Scott was a fan of budget vetoes in his first years as governor, but last month
he signed a budget that included $4 billion in new spending.
University of
Central Florida professor Aubrey Jewett says the spending plan looks like a
political document. “It is not consistent with what he had done,” Jewett told USA
Today. “It looks like it is designed to help him run for the U.S. Senate.”
Scott is unfazed by such criticism.
The economic growth his policies have
aided means that the state is strong enough to make “investments” in key
spending areas, he says.
There’s no doubt that Scott’s
policies have left the state far better off than high-tax liberal bastions.

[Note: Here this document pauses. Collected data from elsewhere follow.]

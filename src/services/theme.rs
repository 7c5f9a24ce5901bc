use futures::future::join_all;
use tracing::warn;

use crate::db::Database;
use crate::error::{is_unique_violation, AppError, AppResult};
use crate::models::{
    BatchSaveReport, FieldValue, Theme, ThemeForm, ThemeKey, ThemeSetting, UpsertOutcome,
};
use crate::utils::misc::generate_uuid;
use crate::utils::time::current_timestamp_seconds;

/// Also the `section` reported for failed keys.
const TABLE: &str = "theme_settings";

pub struct ThemeService<'a> {
    db: &'a Database,
}

impl<'a> ThemeService<'a> {
    pub fn new(db: &'a Database) -> Self {
        ThemeService { db }
    }

    pub async fn get_all_settings(&self) -> AppResult<Vec<ThemeSetting>> {
        let rows = sqlx::query_as::<_, ThemeSetting>(
            r#"SELECT id, "key", value, updated_at FROM theme_settings ORDER BY "key""#,
        )
        .fetch_all(&self.db.pool)
        .await
        .map_err(|e| AppError::from_store(e, TABLE))?;

        Ok(rows)
    }

    pub async fn upsert_setting(&self, key: ThemeKey, value: &str) -> AppResult<UpsertOutcome> {
        let existing: Option<(String,)> =
            sqlx::query_as(r#"SELECT id FROM theme_settings WHERE "key" = ?"#)
                .bind(key.as_str())
                .fetch_optional(&self.db.pool)
                .await
                .map_err(|e| AppError::from_store(e, TABLE))?;

        if existing.is_some() {
            self.update_value(key, value).await?;
            return Ok(UpsertOutcome::Updated);
        }

        let inserted = sqlx::query(
            r#"INSERT INTO theme_settings (id, "key", value, updated_at) VALUES (?, ?, ?, ?)"#,
        )
        .bind(generate_uuid())
        .bind(key.as_str())
        .bind(value)
        .bind(current_timestamp_seconds())
        .execute(&self.db.pool)
        .await;

        match inserted {
            Ok(_) => Ok(UpsertOutcome::Inserted),
            Err(e) if is_unique_violation(&e) => {
                self.update_value(key, value).await?;
                Ok(UpsertOutcome::Updated)
            }
            Err(e) => Err(AppError::from_store(e, TABLE)),
        }
    }

    async fn update_value(&self, key: ThemeKey, value: &str) -> AppResult<()> {
        sqlx::query(r#"UPDATE theme_settings SET value = ?, updated_at = ? WHERE "key" = ?"#)
            .bind(value)
            .bind(current_timestamp_seconds())
            .bind(key.as_str())
            .execute(&self.db.pool)
            .await
            .map_err(|e| AppError::from_store(e, TABLE))?;

        Ok(())
    }

    /// Persist the given keys and report per key. Unknown keys reject the
    /// whole form before anything is written; blank values are skipped.
    pub async fn save_theme(&self, form: &ThemeForm) -> AppResult<(BatchSaveReport, Theme)> {
        let mut updates = Vec::with_capacity(form.values.len());
        for (name, value) in &form.values {
            let key = ThemeKey::parse(name)
                .ok_or_else(|| AppError::BadRequest(format!("Unknown theme setting: {}", name)))?;
            let value = value.trim();
            if !value.is_empty() {
                updates.push((key, value.to_string()));
            }
        }

        let report = if updates.is_empty() {
            BatchSaveReport::nothing_to_save()
        } else {
            self.upsert_all(updates).await
        };

        Ok((report, self.load_resolved().await.0))
    }

    /// Write all four defaults back.
    pub async fn revert_theme(&self) -> (BatchSaveReport, Theme) {
        let report = self.upsert_all(Theme::default().entries()).await;
        (report, self.load_resolved().await.0)
    }

    async fn upsert_all(&self, updates: Vec<(ThemeKey, String)>) -> BatchSaveReport {
        let results = join_all(updates.into_iter().map(|(key, value)| async move {
            let result = self.upsert_setting(key, &value).await;
            if let Err(ref e) = result {
                warn!("Failed to save theme setting {}: {}", key.as_str(), e);
            }
            (FieldValue::new(TABLE, key.as_str(), value), result)
        }))
        .await;

        BatchSaveReport::from_results(results)
    }

    pub async fn load_resolved(&self) -> (Theme, bool) {
        match self.get_all_settings().await {
            Ok(rows) => (resolve_theme(&rows), false),
            Err(e) => {
                warn!("Failed to load theme, serving defaults: {}", e);
                (Theme::default(), true)
            }
        }
    }
}

/// Overlay stored settings onto the default theme. Unknown keys and empty
/// values are ignored so the result always carries all four keys.
pub fn resolve_theme(rows: &[ThemeSetting]) -> Theme {
    let mut theme = Theme::default();
    for row in rows {
        if row.value.is_empty() {
            continue;
        }
        if let Some(key) = ThemeKey::parse(&row.key) {
            theme.set(key, row.value.as_str());
        }
    }
    theme
}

Florida gained 350,000 new residents, many of them economic escapees from
high-tax California, New Jersey, and Connecticut.
Scott says the liberal
governors of those states are the best advertisements for their citizens
picking up stakes and moving to Florida.
Conservatives feel good about Scott
taking his record to the voters this November.

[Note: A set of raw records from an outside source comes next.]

use rand::{distr::Alphanumeric, Rng};
use serde::{Deserialize, Serialize};
use std::env;

/// EmailJS credentials. Notifications are only sent when all three are set.
#[derive(Debug, Clone, Serialize, Deserialize, PartialEq)]
pub struct EmailJsSettings {
    pub service_id: String,
    pub template_id: String,
    pub public_key: String,
}

#[derive(Debug, Clone, Serialize, Deserialize)]
pub struct Config {
    pub host: String,
    pub port: u16,
    pub database_url: String,
    pub cors_allow_origin: String,
    pub public_base_url: String,

    // Sessions
    pub webui_secret_key: String,
    pub jwt_expires_in: String,

    // Bootstrap admin, created when the user table is empty
    pub admin_name: String,
    pub admin_email: Option<String>,
    pub admin_password: Option<String>,

    // Object storage
    pub storage_dir: String,
    pub storage_bucket: String,
    pub max_upload_bytes: usize,

    // Content rewrite provider
    pub openai_api_key: Option<String>,
    pub openai_api_base_url: String,
    pub openai_model: String,
    pub ai_request_timeout_secs: u64,

    // Inquiry notifications
    pub emailjs: Option<EmailJsSettings>,
    pub emailjs_api_url: String,
    pub notification_email: String,
    pub admin_dashboard_url: Option<String>,

    pub inquiry_refresh_secs: u64,
}

impl Default for Config {
    fn default() -> Self {
        Self {
            host: "0.0.0.0".to_string(),
            port: 8080,
            database_url: "sqlite://data/site.db?mode=rwc".to_string(),
            cors_allow_origin: "*".to_string(),
            public_base_url: "http://localhost:8080".to_string(),

            webui_secret_key: String::new(),
            jwt_expires_in: "7d".to_string(),

            admin_name: "Admin".to_string(),
            admin_email: None,
            admin_password: None,

            storage_dir: "data/storage".to_string(),
            storage_bucket: "website-assets".to_string(),
            max_upload_bytes: 10 * 1024 * 1024,

            openai_api_key: None,
            openai_api_base_url: "https://api.openai.com/v1".to_string(),
            openai_model: "gpt-4o-mini".to_string(),
            ai_request_timeout_secs: 60,

            emailjs: None,
            emailjs_api_url: "https://api.emailjs.com/api/v1.0/email/send".to_string(),
            notification_email: "admin@example.com".to_string(),
            admin_dashboard_url: None,

            inquiry_refresh_secs: 30,
        }
    }
}

impl Config {
    pub fn from_env() -> anyhow::Result<Self> {
        dotenvy::dotenv().ok();

        let mut config = Config::default();

        if let Ok(host) = env::var("HOST") {
            config.host = host;
        }

        if let Ok(port) = env::var("PORT") {
            config.port = port
                .parse()
                .map_err(|e| anyhow::anyhow!("Invalid PORT: {}", e))?;
        }

        if let Ok(database_url) = env::var("DATABASE_URL") {
            config.database_url = database_url;
        }

        if let Ok(origin) = env::var("CORS_ALLOW_ORIGIN") {
            config.cors_allow_origin = origin;
        }

        if let Ok(base_url) = env::var("PUBLIC_BASE_URL") {
            config.public_base_url = base_url.trim_end_matches('/').to_string();
        }

        config.webui_secret_key = match non_empty_var("WEBUI_SECRET_KEY") {
            Some(secret) => secret,
            None => {
                tracing::warn!(
                    "WEBUI_SECRET_KEY is not set; generated a per-process key, sessions will not survive restarts"
                );
                random_secret()
            }
        };

        if let Ok(expires_in) = env::var("JWT_EXPIRES_IN") {
            config.jwt_expires_in = expires_in;
        }

        if let Some(name) = non_empty_var("ADMIN_NAME") {
            config.admin_name = name;
        }
        config.admin_email = non_empty_var("ADMIN_EMAIL");
        config.admin_password = non_empty_var("ADMIN_PASSWORD");

        if let Ok(dir) = env::var("STORAGE_DIR") {
            config.storage_dir = dir;
        }

        if let Ok(bucket) = env::var("STORAGE_BUCKET") {
            config.storage_bucket = bucket;
        }

        if let Ok(max) = env::var("MAX_UPLOAD_BYTES") {
            config.max_upload_bytes = max
                .parse()
                .map_err(|e| anyhow::anyhow!("Invalid MAX_UPLOAD_BYTES: {}", e))?;
        }

        config.openai_api_key = non_empty_var("OPENAI_API_KEY");

        if let Some(base_url) = non_empty_var("OPENAI_API_BASE_URL") {
            config.openai_api_base_url = base_url.trim_end_matches('/').to_string();
        }

        if let Some(model) = non_empty_var("OPENAI_MODEL") {
            config.openai_model = model;
        }

        if let Ok(timeout) = env::var("AI_REQUEST_TIMEOUT_SECS") {
            config.ai_request_timeout_secs = timeout
                .parse()
                .map_err(|e| anyhow::anyhow!("Invalid AI_REQUEST_TIMEOUT_SECS: {}", e))?;
        }

        config.emailjs = match (
            non_empty_var("EMAILJS_SERVICE_ID"),
            non_empty_var("EMAILJS_TEMPLATE_ID"),
            non_empty_var("EMAILJS_PUBLIC_KEY"),
        ) {
            (Some(service_id), Some(template_id), Some(public_key)) => Some(EmailJsSettings {
                service_id,
                template_id,
                public_key,
            }),
            _ => None,
        };

        if let Some(url) = non_empty_var("EMAILJS_API_URL") {
            config.emailjs_api_url = url;
        }

        if let Some(email) = non_empty_var("ADMIN_NOTIFICATION_EMAIL") {
            config.notification_email = email;
        }

        config.admin_dashboard_url = non_empty_var("ADMIN_DASHBOARD_URL");

        if let Ok(secs) = env::var("INQUIRY_REFRESH_SECS") {
            config.inquiry_refresh_secs = secs
                .parse()
                .map_err(|e| anyhow::anyhow!("Invalid INQUIRY_REFRESH_SECS: {}", e))?;
        }

        Ok(config)
    }

    pub fn dashboard_url(&self) -> String {
        self.admin_dashboard_url
            .clone()
            .unwrap_or_else(|| format!("{}/admin", self.public_base_url))
    }
}

fn non_empty_var(key: &str) -> Option<String> {
    env::var(key).ok().filter(|v| !v.trim().is_empty())
}

fn random_secret() -> String {
    rand::rng()
        .sample_iter(&Alphanumeric)
        .take(48)
        .map(char::from)
        .collect()
}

Ron DeSantis, a Republican
congressman who is running to succeed Scott as governor, told me this weekend
that Scott will also be able to pummel Nelson, the Democratic incumbent
senator, for his votes against Supreme Court nominee Neil Gorsuch and against
the Trump tax cut.
Grover Norquist, the president of Americans for Tax Reform,
says Scott can use the state’s prosperity to appeal to many voters who wouldn’t
normally be reachable.
A recent Mason Dixon poll, for example, found that
even 59 percent of Democrats think that the state’s economy is on the right
track.
Rick Scott signed and kept the pledge against raising taxes for eight
years.
Even better, “he cut taxes each and
every year of his governorship,” Norquist told me. “He always put taxpayers
ahead of the special interests, and that’s a winning political formula.”